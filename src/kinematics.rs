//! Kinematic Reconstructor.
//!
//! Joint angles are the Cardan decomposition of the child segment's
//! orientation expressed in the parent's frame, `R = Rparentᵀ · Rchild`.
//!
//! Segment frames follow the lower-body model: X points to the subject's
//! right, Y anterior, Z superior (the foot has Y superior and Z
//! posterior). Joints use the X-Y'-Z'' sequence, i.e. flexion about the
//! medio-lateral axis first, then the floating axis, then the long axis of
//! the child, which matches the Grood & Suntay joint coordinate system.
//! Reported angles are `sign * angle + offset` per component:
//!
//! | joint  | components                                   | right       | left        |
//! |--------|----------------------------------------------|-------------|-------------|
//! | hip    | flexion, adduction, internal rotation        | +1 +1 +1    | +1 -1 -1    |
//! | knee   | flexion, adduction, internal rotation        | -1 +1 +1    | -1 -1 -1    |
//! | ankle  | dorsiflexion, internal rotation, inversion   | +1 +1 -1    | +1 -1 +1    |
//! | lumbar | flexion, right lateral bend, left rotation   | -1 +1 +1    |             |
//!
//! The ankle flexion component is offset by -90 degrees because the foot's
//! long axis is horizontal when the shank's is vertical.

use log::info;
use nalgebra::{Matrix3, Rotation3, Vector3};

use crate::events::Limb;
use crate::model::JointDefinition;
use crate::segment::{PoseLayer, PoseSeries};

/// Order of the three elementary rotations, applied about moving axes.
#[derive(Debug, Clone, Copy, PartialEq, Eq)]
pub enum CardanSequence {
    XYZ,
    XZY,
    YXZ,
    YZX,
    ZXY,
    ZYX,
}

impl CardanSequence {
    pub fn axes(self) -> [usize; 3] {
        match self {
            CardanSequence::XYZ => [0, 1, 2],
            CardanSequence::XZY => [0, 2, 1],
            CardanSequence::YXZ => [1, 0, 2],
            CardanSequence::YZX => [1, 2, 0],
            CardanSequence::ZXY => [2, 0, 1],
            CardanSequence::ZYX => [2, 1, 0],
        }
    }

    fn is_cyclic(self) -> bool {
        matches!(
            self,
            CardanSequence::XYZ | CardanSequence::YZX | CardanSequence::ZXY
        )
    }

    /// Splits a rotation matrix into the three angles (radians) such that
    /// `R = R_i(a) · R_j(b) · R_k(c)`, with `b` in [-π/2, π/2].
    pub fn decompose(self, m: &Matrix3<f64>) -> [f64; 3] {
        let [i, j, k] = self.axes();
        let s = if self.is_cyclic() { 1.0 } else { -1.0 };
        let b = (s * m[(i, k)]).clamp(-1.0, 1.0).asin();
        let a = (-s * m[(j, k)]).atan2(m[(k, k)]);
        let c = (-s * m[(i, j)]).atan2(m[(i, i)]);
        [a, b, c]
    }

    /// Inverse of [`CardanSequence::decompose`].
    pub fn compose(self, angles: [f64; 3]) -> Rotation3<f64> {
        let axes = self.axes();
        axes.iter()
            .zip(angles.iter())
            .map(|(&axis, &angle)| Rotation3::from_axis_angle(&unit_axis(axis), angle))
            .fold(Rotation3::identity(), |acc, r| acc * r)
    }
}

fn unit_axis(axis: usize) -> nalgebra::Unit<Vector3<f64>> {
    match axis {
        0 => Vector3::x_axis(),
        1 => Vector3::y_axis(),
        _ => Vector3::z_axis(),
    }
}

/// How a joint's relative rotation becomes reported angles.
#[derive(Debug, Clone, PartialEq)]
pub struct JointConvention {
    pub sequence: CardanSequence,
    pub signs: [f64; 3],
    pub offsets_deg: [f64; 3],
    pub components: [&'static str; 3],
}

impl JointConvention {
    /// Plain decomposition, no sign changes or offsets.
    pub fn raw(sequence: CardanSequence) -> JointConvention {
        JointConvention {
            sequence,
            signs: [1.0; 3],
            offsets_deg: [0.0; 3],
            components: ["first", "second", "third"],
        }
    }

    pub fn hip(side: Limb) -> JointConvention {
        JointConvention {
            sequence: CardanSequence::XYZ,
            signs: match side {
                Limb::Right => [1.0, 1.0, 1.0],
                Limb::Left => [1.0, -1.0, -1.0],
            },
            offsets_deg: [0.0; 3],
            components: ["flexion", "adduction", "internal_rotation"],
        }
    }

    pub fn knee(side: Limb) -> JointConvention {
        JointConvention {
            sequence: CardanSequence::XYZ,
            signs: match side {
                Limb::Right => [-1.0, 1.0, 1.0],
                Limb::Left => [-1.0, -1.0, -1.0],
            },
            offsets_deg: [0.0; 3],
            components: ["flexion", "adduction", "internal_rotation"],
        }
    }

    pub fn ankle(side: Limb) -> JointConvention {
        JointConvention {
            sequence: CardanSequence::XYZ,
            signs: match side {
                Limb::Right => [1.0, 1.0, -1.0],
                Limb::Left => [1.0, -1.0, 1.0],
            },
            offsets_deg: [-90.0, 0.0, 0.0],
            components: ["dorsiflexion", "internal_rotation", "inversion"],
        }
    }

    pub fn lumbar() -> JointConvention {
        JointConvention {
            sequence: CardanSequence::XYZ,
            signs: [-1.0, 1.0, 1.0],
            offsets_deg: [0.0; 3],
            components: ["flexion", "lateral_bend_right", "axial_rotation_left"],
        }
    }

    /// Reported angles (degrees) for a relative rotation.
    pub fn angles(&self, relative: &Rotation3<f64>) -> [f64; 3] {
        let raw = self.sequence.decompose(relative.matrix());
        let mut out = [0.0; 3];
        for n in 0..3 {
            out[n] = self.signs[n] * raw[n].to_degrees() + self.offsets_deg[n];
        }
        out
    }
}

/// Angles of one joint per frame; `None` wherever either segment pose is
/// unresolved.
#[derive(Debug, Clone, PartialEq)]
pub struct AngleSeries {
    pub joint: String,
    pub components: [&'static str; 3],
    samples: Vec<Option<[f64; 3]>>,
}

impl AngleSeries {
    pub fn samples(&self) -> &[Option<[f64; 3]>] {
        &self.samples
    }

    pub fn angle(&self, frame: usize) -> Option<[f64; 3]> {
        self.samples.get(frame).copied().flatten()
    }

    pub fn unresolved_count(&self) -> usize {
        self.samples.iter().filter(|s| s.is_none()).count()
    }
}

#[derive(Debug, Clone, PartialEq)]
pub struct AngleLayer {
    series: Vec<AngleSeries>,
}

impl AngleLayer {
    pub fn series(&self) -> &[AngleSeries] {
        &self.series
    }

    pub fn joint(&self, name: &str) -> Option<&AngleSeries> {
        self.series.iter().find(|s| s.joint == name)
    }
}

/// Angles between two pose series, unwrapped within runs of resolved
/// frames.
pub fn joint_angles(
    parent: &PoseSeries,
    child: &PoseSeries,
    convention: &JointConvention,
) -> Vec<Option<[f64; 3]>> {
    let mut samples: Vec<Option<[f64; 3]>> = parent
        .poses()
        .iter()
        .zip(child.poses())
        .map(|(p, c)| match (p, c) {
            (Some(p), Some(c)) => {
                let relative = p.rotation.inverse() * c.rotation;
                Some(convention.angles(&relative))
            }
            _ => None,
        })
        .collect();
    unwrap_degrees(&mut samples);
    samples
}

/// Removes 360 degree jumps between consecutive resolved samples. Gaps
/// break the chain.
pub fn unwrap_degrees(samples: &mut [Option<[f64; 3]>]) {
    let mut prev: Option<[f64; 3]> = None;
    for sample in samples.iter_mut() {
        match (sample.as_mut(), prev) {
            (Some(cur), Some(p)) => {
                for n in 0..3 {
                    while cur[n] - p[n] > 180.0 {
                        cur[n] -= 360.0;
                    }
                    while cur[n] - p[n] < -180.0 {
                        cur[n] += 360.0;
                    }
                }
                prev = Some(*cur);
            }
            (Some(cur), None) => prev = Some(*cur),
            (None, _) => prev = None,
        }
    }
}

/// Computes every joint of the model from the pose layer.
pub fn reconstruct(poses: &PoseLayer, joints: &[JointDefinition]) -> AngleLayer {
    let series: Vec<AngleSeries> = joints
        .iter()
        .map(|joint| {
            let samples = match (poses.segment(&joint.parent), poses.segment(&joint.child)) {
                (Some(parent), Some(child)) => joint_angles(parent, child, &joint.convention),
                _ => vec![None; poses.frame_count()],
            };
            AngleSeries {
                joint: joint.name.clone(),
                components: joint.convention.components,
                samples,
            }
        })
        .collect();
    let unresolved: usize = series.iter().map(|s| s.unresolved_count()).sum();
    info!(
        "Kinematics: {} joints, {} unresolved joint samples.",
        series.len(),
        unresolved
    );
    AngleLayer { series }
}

Your goal: Write the opening line of the data above and every line after it, exactly, stopping once you have written the line with "superior and Z".

Answer to this problem:
filename src/kinematics.rs
//! Kinematic Reconstructor.
//!
//! Joint angles are the Cardan decomposition of the child segment's
//! orientation expressed in the parent's frame, `R = Rparentᵀ · Rchild`.
//!
//! Segment frames follow the lower-body model: X points to the subject's
//! right, Y anterior, Z superior (the foot has Y superior and Z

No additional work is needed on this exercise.